Procuradoria acusa Cerveró de ocultar da Justiça passaporte espanhol

O Ministério Público Federal apresentou a informação como um adendo à prisão preventiva de Cerveró, com o intuito de reforçar a sua necessidade

iG Minas Gerais | Folhapress |

PR - OPERAÇÃO LAVA JATO/PRISÃO/CERVERÓ - POLÍTICA - Agentes da Polícia Federal conduzem o ex-diretor da área Internacional da Petrobras Nestor Cerveró.   Acusado de envolvimento na Operação Lava Jato, ele foi detido ao desembarcar no Aeroporto   Internacional Tom Jobim (Galeão), no Rio de Janeiro, de um voo proveniente de Londres, e levado para a   carceragem da PF em Curitiba, onde estão presos os outros investigados na Operação Lava Jato.     14/01/2015 - Foto: JONATHAN CAMPOS/AGÊNCIA DE NOTÍCIAS GAZETA DO POVO/ESTADÃO CONTEÚDO ta15011
ESTADÃO CONTEÚDO
PR - OPERAÇÃO LAVA JATO/PRISÃO/CERVERÓ - POLÍTICA - Agentes da Polícia Federal conduzem o ex-diretor da área Internacional da Petrobras Nestor Cerveró. Acusado de envolvimento na Operação Lava Jato, ele foi detido ao desembarcar no Aeroporto Internacional Tom Jobim (Galeão), no Rio de Janeiro, de um voo proveniente de Londres, e levado para a carceragem da PF em Curitiba, onde estão presos os outros investigados na Operação Lava Jato. 14/01/2015 - Foto: JONATHAN CAMPOS/AGÊNCIA DE NOTÍCIAS GAZETA DO POVO/ESTADÃO CONTEÚDO ta15011

 O Ministério Público Federal acusa o ex-diretor da Petrobras Nestor Cerveró de ter omitido da Justiça o fato de possuir um passaporte espanhol, em ofício anexado nesta sexta (16) ao inquérito que resultou na prisão preventiva dele, na última quarta (14).

O passaporte facilitaria a fuga do país, já que é difícil conseguir que países estrangeiros extraditem para o Brasil cidadãos que tenham a nacionalidade desses países.

A defesa de Cerveró, porém, rebate dizendo que ele ainda não havia sido informado pela Justiça de que estava sendo processado ou investigado e que, na quinta (15), já havia informado possuir cidadania espanhola, ao entrar com habeas corpus pedindo a soltura do ex-diretor.
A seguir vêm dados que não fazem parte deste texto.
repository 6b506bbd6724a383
// Domain layer: core models and ports (interfaces). No external dependencies beyond std/serde when needed.

pub mod model;
pub mod ports;

pub mod services;
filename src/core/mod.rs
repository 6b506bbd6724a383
pub mod backfill;
pub mod roster;
pub mod writer;

pub use crate::domain::model::{Roster, RunReport, TeamOutcome};
pub use crate::domain::ports::DirectoryProvider;
pub use crate::utils::error::Result;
O Ministério Público Federal apresentou a informação como um adendo à prisão preventiva de Cerveró, com o intuito de reforçar a sua necessidade. Segundo os procuradores, o passaporte foi emitido pelo consulado da Espanha no Rio de Janeiro em junho de 2012 e tem validade até junho de 2022.

"Cumpre informar que em momento algum o investigado informou a dupla cidadania espanhola, ou seja, omitiu tais informações da Justiça certamente para se beneficiar de tal situação. A ocultação dolosa do passaporte é um indicativo, portanto, de que Nestor planeja utilizar sua cidadania espanhola como meio para escapar de qualquer punição", diz a peça, assinada pelos procuradores Carlos Fernando dos Santos Lima e Orlando Martello.
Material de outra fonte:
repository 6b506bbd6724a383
use httpmock::prelude::*;
use serde_json::{json, Value};
use std::time::Duration;
use team_backfill::core::DirectoryProvider;
use team_backfill::{BackfillError, ClientOptions, GitHubClient, RetryConfig};
use url::Url;

fn client_for(server: &MockServer, retry: RetryConfig) -> GitHubClient {
    let options = ClientOptions::new(Url::parse(&server.base_url()).unwrap()).with_retry(retry);
    GitHubClient::connect("test-token", options).unwrap()
}

fn fast_retry() -> RetryConfig {
    RetryConfig::default().with_initial_backoff(Duration::from_millis(5))
}

fn members(range: std::ops::Range<usize>) -> Value {
    Value::Array(
        range
            .map(|i| json!({ "login": format!("user{}", i), "id": i, "type": "User" }))
            .collect(),
    )
}

/// 250 位成員分三頁，透過 Link header 串接
#[tokio::test]
async fn test_org_roster_assembled_across_pages() {
    let server = MockServer::start_async().await;
    let page2 = server.url("/orgs/acme/members?per_page=100&page=2");
    let page3 = server.url("/orgs/acme/members?per_page=100&page=3");

    let first = server
        .mock_async(|when, then| {
            when.method(GET)
                .path("/orgs/acme/members")
                .query_param("per_page", "100")
                .query_param("page", "1")
                .header("authorization", "Bearer test-token")
                .header("accept", "application/vnd.github+json");
            then.status(200)
                .header(
                    "link",
                    format!(r#"<{}>; rel="next", <{}>; rel="last""#, page2, page3),
                )
                .json_body(members(0..100));
        })
        .await;
    let second = server
        .mock_async(|when, then| {
            when.method(GET)
                .path("/orgs/acme/members")
                .query_param("page", "2");
            then.status(200)
                .header(
                    "link",
                    format!(r#"<{}>; rel="next", <{}>; rel="last""#, page3, page3),
                )
                .json_body(members(100..200));
        })
        .await;
    let third = server
        .mock_async(|when, then| {
            when.method(GET)
                .path("/orgs/acme/members")
                .query_param("page", "3");
            then.status(200)
                .header("link", format!(r#"<{}>; rel="prev""#, page2))
                .json_body(members(200..250));
        })
        .await;

    let client = client_for(&server, fast_retry());
    let roster = client.list_org_members("acme").await.unwrap();

    first.assert_hits_async(1).await;
    second.assert_hits_async(1).await;
    third.assert_hits_async(1).await;
    assert_eq!(roster.len(), 250);
    assert!(roster.contains("user0"));
    assert!(roster.contains("user249"));
    let logins: Vec<&String> = roster.iter().collect();
    assert_eq!(logins[100], "user100");
}

#[tokio::test]
async fn test_short_page_ends_pagination() {
    let server = MockServer::start_async().await;
    let page2 = server.url("/orgs/acme/teams/infra/members?per_page=100&page=2");

    let first = server
        .mock_async(|when, then| {
            when.method(GET)
                .path("/orgs/acme/teams/infra/members")
                .query_param("page", "1");
            then.status(200)
                .header("link", format!(r#"<{}>; rel="next""#, page2))
                .json_body(json!([{ "login": "bob" }, { "login": "dave" }]));
        })
        .await;
    let second = server
        .mock_async(|when, then| {
            when.method(GET)
                .path("/orgs/acme/teams/infra/members")
                .query_param("page", "2");
            then.status(200).json_body(json!([{ "login": "zed" }]));
        })
        .await;

    let client = client_for(&server, fast_retry());
    let roster = client.list_team_members("acme", "infra").await.unwrap();

    first.assert_hits_async(1).await;
    second.assert_hits_async(0).await;
    assert_eq!(roster.len(), 2);
    assert!(roster.contains("bob"));
}

#[tokio::test]
async fn test_failed_last_page_fails_whole_listing() {
    let server = MockServer::start_async().await;
    let page2 = server.url("/orgs/acme/members?per_page=100&page=2");

    server
        .mock_async(|when, then| {
            when.method(GET)
                .path("/orgs/acme/members")
                .query_param("page", "1");
            then.status(200)
                .header("link", format!(r#"<{}>; rel="next""#, page2))
                .json_body(members(0..100));
        })
        .await;
    server
        .mock_async(|when, then| {
            when.method(GET)
                .path("/orgs/acme/members")
                .query_param("page", "2");
            then.status(404).json_body(json!({ "message": "Not Found" }));
        })
        .await;

    let client = client_for(&server, RetryConfig::disabled());
    let err = client.list_org_members("acme").await.unwrap_err();

    match err {
        BackfillError::ApiStatus { status, message } => {
            assert_eq!(status, 404);
            assert_eq!(message, "Not Found");
        }
        other => panic!("unexpected error: {}", other),
    }
}

#[tokio::test]
async fn test_primary_rate_limit_retried_once_then_succeeds() {
    let server = MockServer::start_async().await;
    let mut limited = server
        .mock_async(|when, then| {
            when.method(GET).path("/orgs/acme/members");
            then.status(403)
                .header("x-ratelimit-remaining", "0")
                .header("retry-after", "1")
                .json_body(json!({ "message": "API rate limit exceeded for installation." }));
        })
        .await;

    let client = client_for(&server, fast_retry());
    let handle = tokio::spawn(async move { client.list_org_members("acme").await });

    // 等第一次請求被限流後，換成正常回應
    let mut waited = 0;
    while limited.hits_async().await == 0 {
        assert!(waited < 500, "first request never arrived");
        tokio::time::sleep(Duration::from_millis(10)).await;
        waited += 1;
    }
    limited.delete_async().await;

    let ok = server
        .mock_async(|when, then| {
            when.method(GET).path("/orgs/acme/members");
            then.status(200).json_body(json!([{ "login": "alice" }]));
        })
        .await;

    let roster = handle.await.unwrap().unwrap();
    ok.assert_hits_async(1).await;
    assert_eq!(roster.len(), 1);
    assert!(roster.contains("alice"));
}

#[tokio::test]
async fn test_primary_rate_limit_not_retried_twice() {
    let server = MockServer::start_async().await;
    let limited = server
        .mock_async(|when, then| {
            when.method(GET).path("/orgs/acme/members");
            then.status(403)
                .header("x-ratelimit-remaining", "0")
                .header("retry-after", "0")
                .json_body(json!({ "message": "API rate limit exceeded for installation." }));
        })
        .await;

    let client = client_for(&server, fast_retry());
    let err = client.list_org_members("acme").await.unwrap_err();

    limited.assert_hits_async(2).await;
    assert!(matches!(err, BackfillError::ApiStatus { status: 403, .. }));
}

#[tokio::test]
async fn test_secondary_rate_limit_is_not_retried() {
    let server = MockServer::start_async().await;
    let limited = server
        .mock_async(|when, then| {
            when.method(GET).path("/orgs/acme/members");
            then.status(403).header("retry-after", "60").json_body(json!({
                "message": "You have exceeded a secondary rate limit. Please wait a few minutes before you try again."
            }));
        })
        .await;

    let client = client_for(&server, fast_retry());
    let started = std::time::Instant::now();
    let err = client.list_org_members("acme").await.unwrap_err();

    limited.assert_hits_async(1).await;
    assert!(started.elapsed() < Duration::from_secs(30));
    assert!(err.to_string().contains("secondary rate limit"));
}

#[tokio::test]
async fn test_transient_server_errors_are_retried() {
    let server = MockServer::start_async().await;
    let failing = server
        .mock_async(|when, then| {
            when.method(GET).path("/orgs/acme/members");
            then.status(502);
        })
        .await;

    let client = client_for(&server, fast_retry());
    let err = client.list_org_members("acme").await.unwrap_err();

    // 一次原始請求加三次重試
    failing.assert_hits_async(4).await;
    assert!(matches!(err, BackfillError::ApiStatus { status: 502, .. }));
}

#[tokio::test]
async fn test_add_member_sends_member_role() {
    let server = MockServer::start_async().await;
    let put = server
        .mock_async(|when, then| {
            when.method(PUT)
                .path("/orgs/acme/teams/infra/memberships/alice")
                .header("authorization", "Bearer test-token")
                .json_body(json!({ "role": "member" }));
            then.status(200)
                .json_body(json!({ "state": "active", "role": "member" }));
        })
        .await;

    let client = client_for(&server, fast_retry());
    let request = team_backfill::domain::model::MembershipRequest::member("acme", "infra", "alice");
    client.add_team_member(&request).await.unwrap();

    put.assert_hits_async(1).await;
}

/// 5xx 重試過一次後，接著遇到 primary 限流就不再重試
#[tokio::test]
async fn test_rate_limit_after_server_error_shares_retry_count() {
    let server = MockServer::start_async().await;
    let mut flaky = server
        .mock_async(|when, then| {
            when.method(GET).path("/orgs/acme/members");
            then.status(502);
        })
        .await;

    let retry = RetryConfig::default().with_initial_backoff(Duration::from_secs(1));
    let client = client_for(&server, retry);
    let handle = tokio::spawn(async move { client.list_org_members("acme").await });

    let mut waited = 0;
    while flaky.hits_async().await == 0 {
        assert!(waited < 500, "first request never arrived");
        tokio::time::sleep(Duration::from_millis(10)).await;
        waited += 1;
    }
    assert_eq!(flaky.hits_async().await, 1);
    flaky.delete_async().await;

    let limited = server
        .mock_async(|when, then| {
            when.method(GET).path("/orgs/acme/members");
            then.status(403)
                .header("x-ratelimit-remaining", "0")
                .header("retry-after", "0")
                .json_body(json!({ "message": "API rate limit exceeded for installation." }));
        })
        .await;

    let err = handle.await.unwrap().unwrap_err();

    limited.assert_hits_async(1).await;
    assert!(matches!(err, BackfillError::ApiStatus { status: 403, .. }));
}

#[tokio::test]
async fn test_pagination_link_to_other_host_is_refused() {
    let server = MockServer::start_async().await;
    let elsewhere = MockServer::start_async().await;
    let foreign_page = elsewhere.url("/orgs/acme/members?per_page=100&page=2");

    server
        .mock_async(|when, then| {
            when.method(GET)
                .path("/orgs/acme/members")
                .query_param("page", "1");
            then.status(200)
                .header("link", format!(r#"<{}>; rel="next""#, foreign_page))
                .json_body(members(0..100));
        })
        .await;
    let stolen = elsewhere
        .mock_async(|when, then| {
            when.any_request();
            then.status(200).json_body(json!([]));
        })
        .await;

    let client = client_for(&server, fast_retry());
    let err = client.list_org_members("acme").await.unwrap_err();

    stolen.assert_hits_async(0).await;
    assert!(matches!(err, BackfillError::ClientError { .. }));
    assert!(err.to_string().contains("another host"));
}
A Procuradoria até cita o caso do ex-diretor do Banco do Brasil Henrique Pizzolatto, que conseguiu fugir do Brasil mesmo após sua condenação no mensalão por ter um passaporte italiano, afirmando que "nem mesmo a apreensão completa de passaportes serviu para garantir que se sujeitaria à Justiça brasileira".

OUTRO LADO

Quando foi preso, Cerveró estava voltando de uma viagem à Inglaterra.

Em depoimento à Polícia Federal, ele afirmou que "a sua viagem internacional teve o intuito de visitar parentes da sua esposa na Inglaterra e que para tanto utilizou o seu passaporte brasileiro, tendo comunicado a viagem à Polícia Federal e ao Ministério Público Federal".

Sua defesa afirma que, se ele tivesse a intenção de fugir, não teria voltado do exterior em alguma das viagens que fez.

"Ele só foi citado pela Justiça anteontem para responder à ação. Como estava viajando, marcamos com a oficial de Justiça para que fosse à casa dele hoje [16] citá-lo. Se ele quisesse fugir, não teríamos marcado horário para isso", afirmou o advogado Edson Ribeiro.

O advogado também afirma que Cerveró já havia enviado ofícios ao Ministério Público Federal e à Polícia Federal informando estar à disposição para ser ouvido e nunca foi chamado.

Cerveró só foi ouvido nesta semana, após ser preso. A defesa anexou ao habeas corpus ofícios de março do ano passado encaminhados ao diretor-geral da PF, Leandro Daiello, e ao procurador-geral da República, Rodrigo Janot.